To rekord, który Browney i jego przyjaciel Arjel mieli na celowniku od jakiegoś czasu. 23 podciągnięcia w minutę, ustanowione przez Ormianina Romana Cabradyana w 2021 roku, było poprzeczką, którą musieli pokonać. Było to trudne, ale nie niemożliwe.

Nigdy nie mieli szczęścia w znalezieniu helikoptera, który zawsze był główną przeszkodą. Ale po tym, jak Browneyowi udało się go jakoś zorganizować, próba bicia rekordu była w toku. 

Drugą rzeczą, jakiej potrzebowali, był odpowiedni sprzęt treningowy. Browney i spółka mają w domu wiele drążków do podciągania, ale musieli jak najlepiej odtworzyć okoliczności wyzwania.

Płozy helikoptera do lądowania są grubsze i trudniejsze do uchwycenia niż typowy drążek do podciągania.
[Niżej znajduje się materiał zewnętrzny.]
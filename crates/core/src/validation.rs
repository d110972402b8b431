//! The product and supplier validation contract.
//!
//! One set of rules, consumed by the admin product form, `POST /api/products`
//! and `PUT /api/products/{id}`. The rules are data ([`TextRule`] tables plus
//! the variant and image constraints) so every entry point reports the same
//! message for the same problem.
//!
//! Updates only check what they carry: a missing `title` keeps the stored
//! one, but a present blank `title` is rejected exactly like on create.

use rust_decimal::Decimal;
use serde::Serialize;

use crate::form::ProductForm;
use crate::types::{Price, PriceError};
use crate::write::{ChildWrite, NewImage, NewVariant, ProductCreate, ProductUpdate};

/// Minimum description length, in characters, after trimming.
pub const MIN_DESCRIPTION_CHARS: usize = 50;

/// Minimum number of variants a product must have.
pub const MIN_VARIANTS: usize = 1;

/// Constraint on a single text field.
#[derive(Debug, Clone, Copy, PartialEq, Eq)]
pub enum TextCheck {
    /// Non-empty after trimming.
    Required,
    /// At least this many characters after trimming.
    MinChars(usize),
}

impl TextCheck {
    /// Whether `value` satisfies the constraint.
    #[must_use]
    pub fn passes(self, value: &str) -> bool {
        let trimmed = value.trim();
        match self {
            Self::Required => !trimmed.is_empty(),
            Self::MinChars(min) => trimmed.chars().count() >= min,
        }
    }
}

/// A named text field rule.
#[derive(Debug, Clone, Copy, PartialEq, Eq)]
pub struct TextRule {
    pub field: &'static str,
    pub check: TextCheck,
    pub message: &'static str,
}

/// Text rules for products, in reporting order.
pub const PRODUCT_TEXT_RULES: &[TextRule] = &[
    TextRule {
        field: "title",
        check: TextCheck::Required,
        message: "Title is required",
    },
    TextRule {
        field: "body_html",
        check: TextCheck::MinChars(MIN_DESCRIPTION_CHARS),
        message: "Description must be at least 50 characters",
    },
    TextRule {
        field: "vendor",
        check: TextCheck::Required,
        message: "Vendor is required",
    },
];

/// Text rules for suppliers.
pub const SUPPLIER_TEXT_RULES: &[TextRule] = &[
    TextRule {
        field: "name",
        check: TextCheck::Required,
        message: "Name is required",
    },
    TextRule {
        field: "contact",
        check: TextCheck::Required,
        message: "Contact is required",
    },
    TextRule {
        field: "address",
        check: TextCheck::Required,
        message: "Address is required",
    },
];

pub const VARIANTS_REQUIRED: &str = "At least one variant is required";
pub const PRICE_TOO_LOW: &str = "Price must be at least 0.01";
pub const PRICE_TOO_HIGH: &str = "Price must be at most 9999999999.99";
pub const PRICE_TOO_PRECISE: &str = "Price can have at most two decimal places";
pub const IMAGE_SRC_INVALID: &str = "Image must be a valid URL";
pub const OPTION_VALUES_REQUIRED: &str = "At least one value required";

/// One failed rule.
#[derive(Debug, Clone, PartialEq, Eq, Serialize)]
pub struct FieldError {
    /// Field path, e.g. `title` or `variants[1].price`.
    pub field: String,
    pub message: &'static str,
}

/// Every rule a submission failed, in reporting order.
#[derive(Debug, Clone, Default, PartialEq, Eq, Serialize, thiserror::Error)]
#[error("{}", self.message())]
#[serde(transparent)]
pub struct ValidationErrors(Vec<FieldError>);

impl ValidationErrors {
    /// Record a failure.
    pub fn push(&mut self, field: impl Into<String>, message: &'static str) {
        self.0.push(FieldError {
            field: field.into(),
            message,
        });
    }

    /// Message of the first failure, used as the API's `error` string.
    #[must_use]
    pub fn message(&self) -> &'static str {
        self.0.first().map_or("Invalid input", |e| e.message)
    }

    /// All failures.
    #[must_use]
    pub fn errors(&self) -> &[FieldError] {
        &self.0
    }

    /// Whether the failures include one for `field`.
    #[must_use]
    pub fn has(&self, field: &str) -> bool {
        self.0.iter().any(|e| e.field == field)
    }

    #[must_use]
    pub const fn is_empty(&self) -> bool {
        self.0.is_empty()
    }

    fn into_result(self) -> Result<(), Self> {
        if self.is_empty() { Ok(()) } else { Err(self) }
    }
}

/// Types checked against the contract.
pub trait Validate {
    /// Check every rule.
    ///
    /// # Errors
    ///
    /// Returns all failed rules, in reporting order.
    fn validate(&self) -> Result<(), ValidationErrors>;
}

/// Apply `rules` to the fields `lookup` yields. Fields it returns `None` for
/// are skipped.
fn check_text<'a>(
    errors: &mut ValidationErrors,
    rules: &[TextRule],
    lookup: impl Fn(&str) -> Option<&'a str>,
) {
    for rule in rules {
        if let Some(value) = lookup(rule.field)
            && !rule.check.passes(value)
        {
            errors.push(rule.field, rule.message);
        }
    }
}

fn check_variant_prices(errors: &mut ValidationErrors, prices: impl Iterator<Item = Decimal>) {
    let mut count = 0usize;
    for (index, price) in prices.enumerate() {
        count += 1;
        if let Err(e) = Price::new(price) {
            let message = match e {
                PriceError::BelowMinimum => PRICE_TOO_LOW,
                PriceError::AboveMaximum => PRICE_TOO_HIGH,
                PriceError::TooPrecise => PRICE_TOO_PRECISE,
            };
            errors.push(format!("variants[{index}].price"), message);
        }
    }
    if count < MIN_VARIANTS {
        errors.push("variants", VARIANTS_REQUIRED);
    }
}

fn check_images<'a>(errors: &mut ValidationErrors, sources: impl Iterator<Item = &'a str>) {
    for (index, src) in sources.enumerate() {
        let src = src.trim();
        // Blank rows are dropped before persisting.
        if !src.is_empty() && !is_image_url(src) {
            errors.push(format!("images[{index}].src"), IMAGE_SRC_INVALID);
        }
    }
}

/// Whether `src` can be used as an image source.
///
/// Accepts absolute `http`/`https` URLs, root-relative paths such as
/// `/images/mug1.jpg` (what the seed data uses), and `data:image/...` URLs
/// produced by the form's file picker.
#[must_use]
pub fn is_image_url(src: &str) -> bool {
    if src.starts_with('/') && !src.starts_with("//") {
        return !src.chars().any(char::is_whitespace);
    }
    if src.starts_with("data:image/") {
        return true;
    }
    url::Url::parse(src).is_ok_and(|u| matches!(u.scheme(), "http" | "https") && u.has_host())
}

fn product_field<'a>(title: &'a str, body_html: &'a str, vendor: &'a str) -> impl Fn(&str) -> Option<&'a str> {
    move |field| match field {
        "title" => Some(title),
        "body_html" => Some(body_html),
        "vendor" => Some(vendor),
        _ => None,
    }
}

fn image_sources(images: &[NewImage]) -> impl Iterator<Item = &str> {
    images.iter().map(|img| img.src.as_str())
}

fn variant_prices(variants: &[NewVariant]) -> impl Iterator<Item = Decimal> + '_ {
    variants.iter().map(|v| v.price)
}

impl Validate for ProductCreate {
    fn validate(&self) -> Result<(), ValidationErrors> {
        let mut errors = ValidationErrors::default();
        check_text(
            &mut errors,
            PRODUCT_TEXT_RULES,
            product_field(&self.title, &self.body_html, &self.vendor),
        );
        check_variant_prices(&mut errors, variant_prices(&self.variants));
        check_images(&mut errors, image_sources(&self.images));
        errors.into_result()
    }
}

impl Validate for ProductUpdate {
    fn validate(&self) -> Result<(), ValidationErrors> {
        let mut errors = ValidationErrors::default();
        check_text(&mut errors, PRODUCT_TEXT_RULES, |field| match field {
            "title" => self.title.as_deref(),
            "body_html" => self.body_html.as_deref(),
            "vendor" => self.vendor.as_deref(),
            _ => None,
        });
        match &self.variants {
            ChildWrite::Keep => {}
            write => check_variant_prices(&mut errors, variant_prices(write.to_create())),
        }
        check_images(&mut errors, image_sources(self.images.to_create()));
        errors.into_result()
    }
}

impl Validate for ProductForm {
    fn validate(&self) -> Result<(), ValidationErrors> {
        let mut errors = ValidationErrors::default();
        check_text(
            &mut errors,
            PRODUCT_TEXT_RULES,
            product_field(&self.title, &self.body_html, &self.vendor),
        );
        check_variant_prices(&mut errors, self.variants.iter().map(|v| v.price));
        check_images(&mut errors, self.images.iter().map(|img| img.src.as_str()));
        for (index, option) in self.options.iter().enumerate() {
            if !option.values.iter().any(|v| !v.trim().is_empty()) {
                errors.push(format!("options[{index}].values"), OPTION_VALUES_REQUIRED);
            }
        }
        errors.into_result()
    }
}

/// Body of supplier create and update requests.
///
/// On create all fields must be present; on update absent fields keep their
/// stored value.
#[derive(Debug, Clone, Default, PartialEq, Eq, Serialize, serde::Deserialize)]
pub struct SupplierInput {
    #[serde(default)]
    pub name: Option<String>,
    #[serde(default)]
    pub contact: Option<String>,
    #[serde(default)]
    pub address: Option<String>,
}

impl SupplierInput {
    fn lookup(&self, field: &str) -> Option<&str> {
        match field {
            "name" => self.name.as_deref(),
            "contact" => self.contact.as_deref(),
            "address" => self.address.as_deref(),
            _ => None,
        }
    }

    /// Check a supplier creation: every field present and non-blank.
    ///
    /// # Errors
    ///
    /// Returns the failed presence rules.
    pub fn validate_create(&self) -> Result<(), ValidationErrors> {
        let mut errors = ValidationErrors::default();
        check_text(&mut errors, SUPPLIER_TEXT_RULES, |field| {
            Some(self.lookup(field).unwrap_or(""))
        });
        errors.into_result()
    }

    /// Check a supplier update: present fields must be non-blank.
    ///
    /// # Errors
    ///
    /// Returns the failed presence rules.
    pub fn validate_update(&self) -> Result<(), ValidationErrors> {
        let mut errors = ValidationErrors::default();
        check_text(&mut errors, SUPPLIER_TEXT_RULES, |field| self.lookup(field));
        errors.into_result()
    }

    /// Trim every present field.
    #[must_use]
    pub fn normalized(self) -> Self {
        let trim = |v: Option<String>| v.map(|s| s.trim().to_owned());
        Self {
            name: trim(self.name),
            contact: trim(self.contact),
            address: trim(self.address),
        }
    }
}

#[cfg(test)]
#[allow(clippy::unwrap_used)]
mod tests {
    use serde_json::json;

    use super::*;

    fn valid_create() -> ProductCreate {
        serde_json::from_value(json!({
            "title": "Wireless Headphones",
            "body_html": "x".repeat(MIN_DESCRIPTION_CHARS),
            "vendor": "AudioTech",
            "variants": [{ "price": "29.99" }]
        }))
        .unwrap()
    }

    #[test]
    fn test_valid_create_passes() {
        assert!(valid_create().validate().is_ok());
    }

    #[test]
    fn test_description_boundary() {
        let mut create = valid_create();
        create.body_html = "x".repeat(49);
        let errors = create.validate().unwrap_err();
        assert_eq!(errors.message(), "Description must be at least 50 characters");

        create.body_html = "x".repeat(50);
        assert!(create.validate().is_ok());
    }

    #[test]
    fn test_description_counts_characters_not_bytes() {
        let mut create = valid_create();
        // 49 two-byte characters is still too short.
        create.body_html = "é".repeat(49);
        assert!(create.validate().is_err());
    }

    #[test]
    fn test_price_boundary() {
        let mut create = valid_create();
        create.variants[0].price = Decimal::new(1, 2);
        assert!(create.validate().is_ok());

        create.variants[0].price = Decimal::ZERO;
        let errors = create.validate().unwrap_err();
        assert!(errors.has("variants[0].price"));

        create.variants[0].price = Decimal::new(-100, 2);
        assert_eq!(create.validate().unwrap_err().message(), PRICE_TOO_LOW);
    }

    #[test]
    fn test_price_must_fit_the_column() {
        let mut create = valid_create();
        create.variants[0].price = Decimal::new(999_999_999_999, 2);
        assert!(create.validate().is_ok());

        create.variants[0].price = Decimal::new(100_000_000_000, 0);
        assert_eq!(create.validate().unwrap_err().message(), PRICE_TOO_HIGH);

        create.variants[0].price = Decimal::new(14, 3);
        let errors = create.validate().unwrap_err();
        assert!(errors.has("variants[0].price"));
        assert_eq!(errors.message(), PRICE_TOO_PRECISE);
    }

    #[test]
    fn test_missing_fields_report_in_order() {
        let create: ProductCreate = serde_json::from_value(json!({})).unwrap();
        let errors = create.validate().unwrap_err();
        let fields: Vec<_> = errors.errors().iter().map(|e| e.field.as_str()).collect();
        assert_eq!(fields, ["title", "body_html", "vendor", "variants"]);
        assert_eq!(errors.message(), "Title is required");
    }

    #[test]
    fn test_whitespace_title_is_rejected() {
        let mut create = valid_create();
        create.title = "   ".to_owned();
        assert!(create.validate().unwrap_err().has("title"));
    }

    #[test]
    fn test_image_sources() {
        assert!(is_image_url("https://cdn.example.com/a.jpg"));
        assert!(is_image_url("/images/mug1.jpg"));
        assert!(is_image_url("data:image/png;base64,iVBORw0KGgo="));
        assert!(!is_image_url("not a url"));
        assert!(!is_image_url("ftp://example.com/a.jpg"));
        assert!(!is_image_url("//evil.example/a.jpg"));
    }

    #[test]
    fn test_update_only_checks_present_fields() {
        assert!(ProductUpdate::default().validate().is_ok());

        let update: ProductUpdate = serde_json::from_value(json!({ "vendor": "" })).unwrap();
        assert!(update.validate().unwrap_err().has("vendor"));
    }

    #[test]
    fn test_update_cannot_clear_variants() {
        let update: ProductUpdate = serde_json::from_value(json!({ "variants": [] })).unwrap();
        assert_eq!(update.validate().unwrap_err().message(), VARIANTS_REQUIRED);
    }

    #[test]
    fn test_update_checks_replacement_prices() {
        let update: ProductUpdate = serde_json::from_value(json!({
            "variants": { "deleteMany": {}, "create": [{ "price": 0 }] }
        }))
        .unwrap();
        assert!(update.validate().unwrap_err().has("variants[0].price"));
    }

    #[test]
    fn test_supplier_create_requires_all_fields() {
        let input = SupplierInput {
            name: Some("Acme".to_owned()),
            ..SupplierInput::default()
        };
        let errors = input.validate_create().unwrap_err();
        assert!(errors.has("contact"));
        assert!(errors.has("address"));
        assert!(!errors.has("name"));
    }

    #[test]
    fn test_supplier_update_allows_partial() {
        let input = SupplierInput {
            address: Some("12 Rizal Ave".to_owned()),
            ..SupplierInput::default()
        };
        assert!(input.validate_update().is_ok());
    }
}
Poruszają się one również w powietrzu. Potrzeba więc było pomajsterkować. Po tym, jak Arjel wykonał kołyszący się drążek do podciągania z liny i rury PCV, mieli dokładnie to, co było potrzebne do ćwiczeń.

wyzwanie - rurka PCV

Trzecią potrzebną rzeczą był sędzia rekordu świata. Browne wypełnił i odesłał wniosek i w tym samym dniu został on zatwierdzony. Sześć dni przed rozpoczęciem wyzwania, mieli pozwolenie na start.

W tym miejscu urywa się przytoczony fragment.